Saved entries:
****************************************

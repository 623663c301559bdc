//! # Engine Configuration
//!
//! Loaded once at startup from TOML. Every field has a default, so a config
//! file only needs the values it changes:
//!
//! ```toml
//! title = "Space Game"
//! width = 1920
//! height = 1080
//!
//! [simulation]
//! tick_rate_hz = 60
//! ```

use std::fs;
use std::path::Path;
use std::time::Duration;

use serde::{Deserialize, Serialize};

use crate::error::{EngineError, EngineResult};

/// Top-level engine settings.
#[derive(Debug, Clone, PartialEq, Serialize, Deserialize)]
#[serde(default)]
pub struct EngineConfig {
    /// Window title.
    pub title: String,
    /// Initial framebuffer width.
    pub width: u32,
    /// Initial framebuffer height.
    pub height: u32,
    /// Pace `present` to the display refresh.
    pub vsync: bool,
    /// End the run when Escape is pressed.
    pub escape_to_quit: bool,
    /// Run the debug overlay pass after each draw.
    pub debug_overlay: bool,
    /// Simulation thread settings.
    pub simulation: SimulationConfig,
    /// Log output settings.
    pub logging: LoggingConfig,
    /// Headless platform settings.
    pub headless: HeadlessConfig,
}

impl Default for EngineConfig {
    fn default() -> Self {
        Self {
            title: "Xen".to_string(),
            width: 1280,
            height: 720,
            vsync: true,
            escape_to_quit: true,
            debug_overlay: false,
            simulation: SimulationConfig::default(),
            logging: LoggingConfig::default(),
            headless: HeadlessConfig::default(),
        }
    }
}

/// Simulation thread pacing.
#[derive(Debug, Clone, PartialEq, Serialize, Deserialize)]
#[serde(default)]
pub struct SimulationConfig {
    /// Fixed ticks per second; `0` runs a variable tick as fast as possible.
    pub tick_rate_hz: u32,
    /// Upper bound on the delta handed to `update`, in seconds.
    pub max_delta_seconds: f32,
}

impl Default for SimulationConfig {
    fn default() -> Self {
        Self {
            tick_rate_hz: 60,
            max_delta_seconds: 0.25,
        }
    }
}

impl SimulationConfig {
    /// Target tick period, or `None` for a variable tick.
    #[must_use]
    pub fn fixed_tick(&self) -> Option<Duration> {
        (self.tick_rate_hz > 0).then(|| Duration::from_nanos(1_000_000_000 / u64::from(self.tick_rate_hz)))
    }
}

/// Log output settings.
#[derive(Debug, Clone, PartialEq, Eq, Serialize, Deserialize)]
#[serde(default)]
pub struct LoggingConfig {
    /// `EnvFilter` directive used when `RUST_LOG` is unset.
    pub filter: String,
}

impl Default for LoggingConfig {
    fn default() -> Self {
        Self {
            filter: "info".to_string(),
        }
    }
}

/// Settings for the windowless platform.
#[derive(Debug, Clone, PartialEq, Eq, Serialize, Deserialize)]
#[serde(default)]
pub struct HeadlessConfig {
    /// Frames to present before requesting close; `0` runs until `quit`.
    pub max_frames: u64,
    /// Refresh rate used for vsync pacing.
    pub refresh_hz: u32,
}

impl Default for HeadlessConfig {
    fn default() -> Self {
        Self {
            max_frames: 600,
            refresh_hz: 60,
        }
    }
}

impl EngineConfig {
    /// Parses and validates a TOML document.
    ///
    /// # Errors
    ///
    /// [`EngineError::ConfigParse`] on malformed TOML,
    /// [`EngineError::InvalidConfig`] on out-of-range values.
    pub fn from_toml_str(source: &str) -> EngineResult<Self> {
        let config: Self = toml::from_str(source)?;
        config.validate()?;
        Ok(config)
    }

    /// Reads, parses and validates a TOML file.
    ///
    /// # Errors
    ///
    /// [`EngineError::ConfigRead`] if the file cannot be read, otherwise as
    /// [`from_toml_str`](Self::from_toml_str).
    pub fn load(path: impl AsRef<Path>) -> EngineResult<Self> {
        let path = path.as_ref();
        let source = fs::read_to_string(path).map_err(|source| EngineError::ConfigRead {
            path: path.to_path_buf(),
            source,
        })?;
        let config = Self::from_toml_str(&source)?;
        tracing::info!("loaded config from {}", path.display());
        Ok(config)
    }

    /// Serializes back to TOML.
    ///
    /// # Errors
    ///
    /// [`EngineError::ConfigWrite`] if serialization fails.
    pub fn to_toml_string(&self) -> EngineResult<String> {
        Ok(toml::to_string_pretty(self)?)
    }

    /// Checks value ranges.
    ///
    /// # Errors
    ///
    /// [`EngineError::InvalidConfig`] naming the first bad value.
    pub fn validate(&self) -> EngineResult<()> {
        if self.width == 0 || self.height == 0 {
            return Err(EngineError::InvalidConfig(format!(
                "framebuffer size {}x{} must be non-zero",
                self.width, self.height
            )));
        }
        let max_delta = self.simulation.max_delta_seconds;
        if max_delta.is_nan() || max_delta <= 0.0 {
            return Err(EngineError::InvalidConfig(format!(
                "simulation.max_delta_seconds must be positive, got {}",
                self.simulation.max_delta_seconds
            )));
        }
        if self.vsync && self.headless.refresh_hz == 0 {
            return Err(EngineError::InvalidConfig(
                "headless.refresh_hz must be non-zero with vsync".to_string(),
            ));
        }
        Ok(())
    }
}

****************************************

What the task asks:
All that is needed is the exact run of lines above from the line containing "impl Default for SimulationConfig" through the line containing "#[must_use]", both of them included.

Written answer:
impl Default for SimulationConfig {
    fn default() -> Self {
        Self {
            tick_rate_hz: 60,
            max_delta_seconds: 0.25,
        }
    }
}

impl SimulationConfig {
    /// Target tick period, or `None` for a variable tick.
    #[must_use]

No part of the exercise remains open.